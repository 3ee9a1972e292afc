//! Feedback handlers: public lead capture plus admin triage.

use axum::extract::{Path, Query, State};
use axum::http::StatusCode;
use axum::response::IntoResponse;
use axum::routing::get;
use axum::{Json, Router};
use uuid::Uuid;

use crate::api::dto::{FeedbackCreateRequest, FeedbackListQuery, FeedbackUpdateRequest};
use crate::app_state::AppState;
use crate::auth::AuthUser;
use crate::domain::Role;
use crate::error::{ApiError, ErrorResponse};
use crate::service::FeedbackUpdate;

/// `POST /orders/feedback` — Capture a lead (public).
///
/// # Errors
///
/// Returns [`ApiError`] on repository failures.
#[utoipa::path(
    post,
    path = "/api/v1/orders/feedback",
    tag = "Feedbacks",
    summary = "Submit a feedback",
    description = "Public lead capture. When the lead references a listing, a human-readable title and the responsible agent are denormalized from it and frozen. A Telegram notification is sent, best effort.",
    request_body = FeedbackCreateRequest,
    responses(
        (status = 201, description = "Feedback created", body = serde_json::Value),
        (status = 404, description = "Referenced listing not found", body = ErrorResponse),
    )
)]
pub async fn create_feedback(
    State(state): State<AppState>,
    Json(req): Json<FeedbackCreateRequest>,
) -> Result<impl IntoResponse, ApiError> {
    let feedback = state
        .feedbacks
        .create(
            &req.name,
            &req.phone,
            req.estate_id,
            req.description.as_deref(),
        )
        .await?;
    Ok((StatusCode::CREATED, Json(feedback)))
}

/// `GET /orders/feedback` — List leads.
///
/// # Errors
///
/// Returns [`ApiError`] on repository failures.
#[utoipa::path(
    get,
    path = "/api/v1/orders/feedback",
    tag = "Feedbacks",
    summary = "List feedbacks",
    description = "Returns leads newest first. Without an explicit status only open leads (new and inWork) are returned.",
    params(FeedbackListQuery),
    responses(
        (status = 200, description = "Leads", body = serde_json::Value),
    )
)]
pub async fn list_feedbacks(
    State(state): State<AppState>,
    Query(query): Query<FeedbackListQuery>,
) -> Result<impl IntoResponse, ApiError> {
    let leads = state
        .feedbacks
        .list(query.status.as_deref(), query.estate_id)
        .await?;
    Ok(Json(leads))
}

/// `GET /orders/feedback/{id}` — Get one lead.
///
/// # Errors
///
/// Returns [`ApiError::NotFound`] when absent.
#[utoipa::path(
    get,
    path = "/api/v1/orders/feedback/{id}",
    tag = "Feedbacks",
    summary = "Get feedback details",
    params(
        ("id" = uuid::Uuid, Path, description = "Feedback UUID"),
    ),
    responses(
        (status = 200, description = "Feedback details", body = serde_json::Value),
        (status = 404, description = "Feedback not found", body = ErrorResponse),
    )
)]
pub async fn get_feedback(
    State(state): State<AppState>,
    _user: AuthUser,
    Path(id): Path<Uuid>,
) -> Result<impl IntoResponse, ApiError> {
    let feedback = state.feedbacks.get(id).await?;
    Ok(Json(feedback))
}

/// `PUT /orders/feedback/{id}` — Update a lead.
///
/// # Errors
///
/// Returns [`ApiError::NotFound`] when absent.
#[utoipa::path(
    put,
    path = "/api/v1/orders/feedback/{id}",
    tag = "Feedbacks",
    summary = "Update a feedback",
    description = "Updates lead fields. Re-targeting to another listing re-derives the frozen title and agent.",
    params(
        ("id" = uuid::Uuid, Path, description = "Feedback UUID"),
    ),
    request_body = FeedbackUpdateRequest,
    responses(
        (status = 200, description = "Updated feedback", body = serde_json::Value),
        (status = 404, description = "Feedback not found", body = ErrorResponse),
    )
)]
pub async fn update_feedback(
    State(state): State<AppState>,
    _user: AuthUser,
    Path(id): Path<Uuid>,
    Json(req): Json<FeedbackUpdateRequest>,
) -> Result<impl IntoResponse, ApiError> {
    let feedback = state
        .feedbacks
        .update(
            id,
            FeedbackUpdate {
                name: req.name,
                phone: req.phone,
                status: req.status,
                estate_id: req.estate_id,
                description: req.description,
            },
        )
        .await?;
    Ok(Json(feedback))
}

/// `DELETE /orders/feedback/{id}` — Remove a lead.
///
/// # Errors
///
/// Returns [`ApiError::NotFound`] when absent and
/// [`ApiError::Forbidden`] below manager rank.
#[utoipa::path(
    delete,
    path = "/api/v1/orders/feedback/{id}",
    tag = "Feedbacks",
    summary = "Delete a feedback",
    params(
        ("id" = uuid::Uuid, Path, description = "Feedback UUID"),
    ),
    responses(
        (status = 200, description = "Removed feedback", body = serde_json::Value),
        (status = 403, description = "Insufficient role", body = ErrorResponse),
        (status = 404, description = "Feedback not found", body = ErrorResponse),
    )
)]
pub async fn delete_feedback(
    State(state): State<AppState>,
    user: AuthUser,
    Path(id): Path<Uuid>,
) -> Result<impl IntoResponse, ApiError> {
    user.require(Role::Manager)?;
    let removed = state.feedbacks.delete(id).await?;
    Ok(Json(removed))
}

/// Feedback routes.
pub fn routes() -> Router<AppState> {
    Router::new()
        .route(
            "/orders/feedback",
            get(list_feedbacks).post(create_feedback),
        )
        .route(
            "/orders/feedback/{id}",
            get(get_feedback)
                .put(update_feedback)
                .delete(delete_feedback),
        )
}
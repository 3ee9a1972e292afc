//! Authentication and user management service.

use std::sync::Arc;

use argon2::password_hash::SaltString;
use argon2::password_hash::rand_core::OsRng;
use argon2::{Argon2, PasswordHash, PasswordHasher, PasswordVerifier};
use chrono::NaiveDate;
use tracing::{info, warn};
use uuid::Uuid;

use crate::auth::{TokenIssuer, TokenPair};
use crate::domain::role::resolve_role_change;
use crate::domain::{Role, Session, User};
use crate::error::ApiError;
use crate::media::MediaStore;
use crate::persistence::{SessionRepo, UserRepo};
use crate::service::property::UploadFile;

/// Storage folder for user avatars.
const AVATAR_FOLDER: &str = "avatars";
/// Width cap for avatar images.
const AVATAR_WIDTH: u32 = 560;

/// A new staff account.
#[derive(Debug)]
pub struct RegisterInput {
    /// Display name.
    pub name: String,
    /// Contact email.
    pub email: Option<String>,
    /// Login name.
    pub username: String,
    /// Plaintext password, hashed before storage.
    pub password: String,
    /// Contact phone.
    pub phone: String,
    /// Date of birth.
    pub birthday: Option<NaiveDate>,
    /// Requested role; unknown values degrade to the lowest rank.
    pub role: Option<String>,
}

/// Profile changes; absent fields keep their value.
#[derive(Debug, Default)]
pub struct UpdateUserInput {
    /// Display name.
    pub name: Option<String>,
    /// Contact email.
    pub email: Option<String>,
    /// Login name.
    pub username: Option<String>,
    /// Requested role.
    pub role: Option<String>,
    /// New plaintext password.
    pub password: Option<String>,
    /// Contact phone.
    pub phone: Option<String>,
    /// Date of birth.
    pub birthday: Option<NaiveDate>,
}

/// Orchestration layer for credentials, sessions and staff accounts.
#[derive(Debug, Clone)]
pub struct AuthService {
    users: UserRepo,
    sessions: SessionRepo,
    tokens: Arc<TokenIssuer>,
    media: Arc<MediaStore>,
}

impl AuthService {
    /// Creates a new `AuthService`.
    #[must_use]
    pub fn new(
        users: UserRepo,
        sessions: SessionRepo,
        tokens: Arc<TokenIssuer>,
        media: Arc<MediaStore>,
    ) -> Self {
        Self {
            users,
            sessions,
            tokens,
            media,
        }
    }

    /// Verifies credentials and opens a session bound to the device
    /// fingerprint, replacing any previous session from that device.
    ///
    /// # Errors
    ///
    /// Returns [`ApiError::NotFound`] for an unknown user and
    /// [`ApiError::Unauthorized`] for a wrong password.
    pub async fn login(
        &self,
        username: &str,
        password: &str,
        fingerprint: &str,
    ) -> Result<(User, TokenPair), ApiError> {
        validate_credentials(username, password)?;
        let user = self
            .users
            .find_by_username(username)
            .await?
            .ok_or_else(|| ApiError::NotFound("user not found".into()))?;
        verify_password(password, &user.password_hash)?;

        let pair = self.tokens.issue_pair(&user)?;
        self.sessions
            .replace_for_fingerprint(user.id, &pair.refresh_token, fingerprint)
            .await?;
        info!(username, "user logged in");
        Ok((user, pair))
    }

    /// Rotates a refresh session. The presented token must belong to a
    /// live session, and the caller's fingerprint must match the one
    /// the session was opened with.
    ///
    /// # Errors
    ///
    /// Returns [`ApiError::Unauthorized`] for an invalid or unknown
    /// token and [`ApiError::Forbidden`] for a fingerprint mismatch.
    pub async fn refresh(
        &self,
        refresh_token: &str,
        fingerprint: &str,
    ) -> Result<(User, TokenPair), ApiError> {
        self.tokens.verify_refresh(refresh_token)?;
        let session: Session = self
            .sessions
            .find_by_token(refresh_token)
            .await?
            .ok_or_else(|| ApiError::Unauthorized("token_not_found".into()))?;
        if session.fingerprint != fingerprint {
            // A stolen token presented from another device kills the
            // session it was stolen from.
            self.sessions.delete_by_token(refresh_token).await?;
            return Err(ApiError::Forbidden("fingerprint mismatch".into()));
        }
        let user = self
            .users
            .find_by_id(session.user_id)
            .await?
            .ok_or_else(|| ApiError::Unauthorized("token_not_found".into()))?;

        let pair = self.tokens.issue_pair(&user)?;
        self.sessions
            .replace_for_fingerprint(user.id, &pair.refresh_token, fingerprint)
            .await?;
        Ok((user, pair))
    }

    /// Closes the session holding the given refresh token.
    ///
    /// # Errors
    ///
    /// Returns [`ApiError::Database`] on repository failure.
    pub async fn logout(&self, refresh_token: &str) -> Result<(), ApiError> {
        self.sessions.delete_by_token(refresh_token).await
    }

    /// Registers a staff account. Uniqueness of username and email is
    /// checked up front to produce a conflict naming the field.
    ///
    /// # Errors
    ///
    /// Returns [`ApiError::Conflict`] for duplicates and
    /// [`ApiError::Unprocessable`] for invalid credentials.
    pub async fn register(
        &self,
        input: RegisterInput,
        avatar: Option<UploadFile>,
    ) -> Result<User, ApiError> {
        validate_credentials(&input.username, &input.password)?;
        if self.users.find_by_username(&input.username).await?.is_some() {
            return Err(ApiError::Conflict("username already taken".into()));
        }
        if let Some(email) = input.email.as_deref()
            && self.users.find_by_email(email).await?.is_some()
        {
            return Err(ApiError::Conflict("email already taken".into()));
        }

        let password_hash = hash_password(&input.password)?;
        let avatar_url = self.upload_avatar(avatar).await;
        let role = Role::parse(input.role.as_deref().unwrap_or_default());

        let user = self
            .users
            .insert(
                &input.name,
                input.email.as_deref(),
                &input.username,
                role.as_str(),
                &password_hash,
                avatar_url.as_deref(),
                &input.phone,
                input.birthday,
            )
            .await?;
        info!(username = %user.username, role = %user.role, "user registered");
        Ok(user)
    }

    /// Fetches one user by username.
    ///
    /// # Errors
    ///
    /// Returns [`ApiError::NotFound`] when absent.
    pub async fn get_user(&self, username: &str) -> Result<User, ApiError> {
        self.users
            .find_by_username(username)
            .await?
            .ok_or_else(|| ApiError::NotFound("user not found".into()))
    }

    /// Lists all users.
    ///
    /// # Errors
    ///
    /// Returns [`ApiError::Database`] on repository failure.
    pub async fn list_users(&self) -> Result<Vec<User>, ApiError> {
        self.users.list().await
    }

    /// Updates a user. Role changes follow the demotion rule: anyone
    /// may lower a role, only an admin may raise one; a disallowed
    /// raise keeps the current role silently.
    ///
    /// # Errors
    ///
    /// Returns [`ApiError::NotFound`] when absent.
    pub async fn update_user(
        &self,
        id: Uuid,
        input: UpdateUserInput,
        avatar: Option<UploadFile>,
        caller_is_admin: bool,
    ) -> Result<User, ApiError> {
        let current = self
            .users
            .find_by_id(id)
            .await?
            .ok_or_else(|| ApiError::NotFound("user not found".into()))?;

        let requested = input.role.as_deref().map_or_else(
            || Role::parse(&current.role),
            Role::parse,
        );
        let role = resolve_role_change(Role::parse(&current.role), requested, caller_is_admin);

        let password_hash = match input.password.as_deref() {
            Some(password) => {
                validate_credentials(
                    input.username.as_deref().unwrap_or(&current.username),
                    password,
                )?;
                Some(hash_password(password)?)
            }
            None => None,
        };

        let avatar_url = self.upload_avatar(avatar).await;
        if avatar_url.is_some()
            && let Some(old) = current.avatar.as_deref()
        {
            self.media.delete_by_url(old).await;
        }

        self.users
            .update(
                id,
                input.name.as_deref(),
                input.email.as_deref(),
                input.username.as_deref(),
                role.as_str(),
                password_hash.as_deref(),
                avatar_url.as_deref(),
                input.phone.as_deref(),
                input.birthday,
            )
            .await?
            .ok_or_else(|| ApiError::NotFound("user not found".into()))
    }

    /// Deletes a user and, best effort, their avatar. Open sessions are
    /// removed by the schema's cascade.
    ///
    /// # Errors
    ///
    /// Returns [`ApiError::NotFound`] when absent.
    pub async fn delete_user(&self, id: Uuid) -> Result<User, ApiError> {
        let removed = self
            .users
            .delete(id)
            .await?
            .ok_or_else(|| ApiError::NotFound("user not found".into()))?;
        if let Some(avatar) = removed.avatar.as_deref() {
            self.media.delete_by_url(avatar).await;
        }
        Ok(removed)
    }

    /// A broken avatar never fails account management; the upload is
    /// simply skipped.
    async fn upload_avatar(&self, avatar: Option<UploadFile>) -> Option<String> {
        let file = avatar?;
        match self
            .media
            .upload(
                &file.data,
                &file.original_name,
                AVATAR_FOLDER,
                Some(AVATAR_WIDTH),
            )
            .await
        {
            Ok(url) => Some(url),
            Err(e) => {
                warn!(original_name = %file.original_name, error = %e, "avatar upload skipped");
                None
            }
        }
    }
}

/// Schema bounds on credentials: username up to 25 characters,
/// password between 3 and 50.
fn validate_credentials(username: &str, password: &str) -> Result<(), ApiError> {
    if username.is_empty() || username.chars().count() > 25 {
        return Err(ApiError::Unprocessable(
            "username must be between 1 and 25 characters".into(),
        ));
    }
    if !(3..=50).contains(&password.chars().count()) {
        return Err(ApiError::Unprocessable(
            "password must be between 3 and 50 characters".into(),
        ));
    }
    Ok(())
}

fn hash_password(password: &str) -> Result<String, ApiError> {
    let salt = SaltString::generate(&mut OsRng);
    Argon2::default()
        .hash_password(password.as_bytes(), &salt)
        .map(|hash| hash.to_string())
        .map_err(|e| ApiError::Internal(format!("password hashing failed: {e}")))
}

fn verify_password(password: &str, stored_hash: &str) -> Result<(), ApiError> {
    let parsed = PasswordHash::new(stored_hash)
        .map_err(|e| ApiError::Internal(format!("stored hash is unreadable: {e}")))?;
    Argon2::default()
        .verify_password(password.as_bytes(), &parsed)
        .map_err(|_| ApiError::Unauthorized("wrong password".into()))
}

#[cfg(test)]
mod tests {
    use super::*;

    #[test]
    fn credentials_bounds_are_enforced() {
        assert!(validate_credentials("agent", "secret").is_ok());
        assert!(validate_credentials("", "secret").is_err());
        assert!(validate_credentials(&"a".repeat(26), "secret").is_err());
        assert!(validate_credentials("agent", "ab").is_err());
        assert!(validate_credentials("agent", &"p".repeat(51)).is_err());
        // Boundary values are allowed.
        assert!(validate_credentials(&"a".repeat(25), "abc").is_ok());
        assert!(validate_credentials("agent", &"p".repeat(50)).is_ok());
    }

    #[test]
    fn hashed_password_verifies_and_rejects_others() {
        let hash = hash_password("correct horse").unwrap_or_default();
        assert!(verify_password("correct horse", &hash).is_ok());
        assert!(matches!(
            verify_password("battery staple", &hash),
            Err(ApiError::Unauthorized(_))
        ));
    }

    #[test]
    fn unreadable_stored_hash_is_an_internal_error() {
        assert!(matches!(
            verify_password("anything", "not-a-phc-string"),
            Err(ApiError::Internal(_))
        ));
    }
}
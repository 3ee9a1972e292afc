//! Feedback DTOs.

use serde::Deserialize;
use utoipa::{IntoParams, ToSchema};
use uuid::Uuid;

/// A new lead submitted from the public site.
#[derive(Debug, Clone, Deserialize, ToSchema)]
#[serde(rename_all = "camelCase")]
pub struct FeedbackCreateRequest {
    /// Lead's name.
    pub name: String,
    /// Lead's phone number.
    pub phone: String,
    /// Listing the lead is about, when submitted from a listing page.
    pub estate_id: Option<Uuid>,
    /// Free-form message.
    pub description: Option<String>,
}

/// Admin-side lead changes; absent fields keep their value.
#[derive(Debug, Clone, Default, Deserialize, ToSchema)]
#[serde(rename_all = "camelCase")]
pub struct FeedbackUpdateRequest {
    /// Lead's name.
    pub name: Option<String>,
    /// Lead's phone number.
    pub phone: Option<String>,
    /// Lifecycle status (`new`/`inWork`/`completed`).
    pub status: Option<String>,
    /// Re-target to another listing.
    pub estate_id: Option<Uuid>,
    /// Free-form message.
    pub description: Option<String>,
}

/// Filters for the lead collection.
#[derive(Debug, Clone, Deserialize, IntoParams)]
#[serde(rename_all = "camelCase")]
pub struct FeedbackListQuery {
    /// Lifecycle status; open leads (`new` and `inWork`) when absent.
    pub status: Option<String>,
    /// Narrow to leads on one listing.
    pub estate_id: Option<Uuid>,
}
....................
#### [Exercise prompt]
Return, from the data, each line where the string "UploadFile" occurs.

#### [Result of the task]
use crate::service::property::UploadFile;
        avatar: Option<UploadFile>,
        avatar: Option<UploadFile>,
    async fn upload_avatar(&self, avatar: Option<UploadFile>) -> Option<String> {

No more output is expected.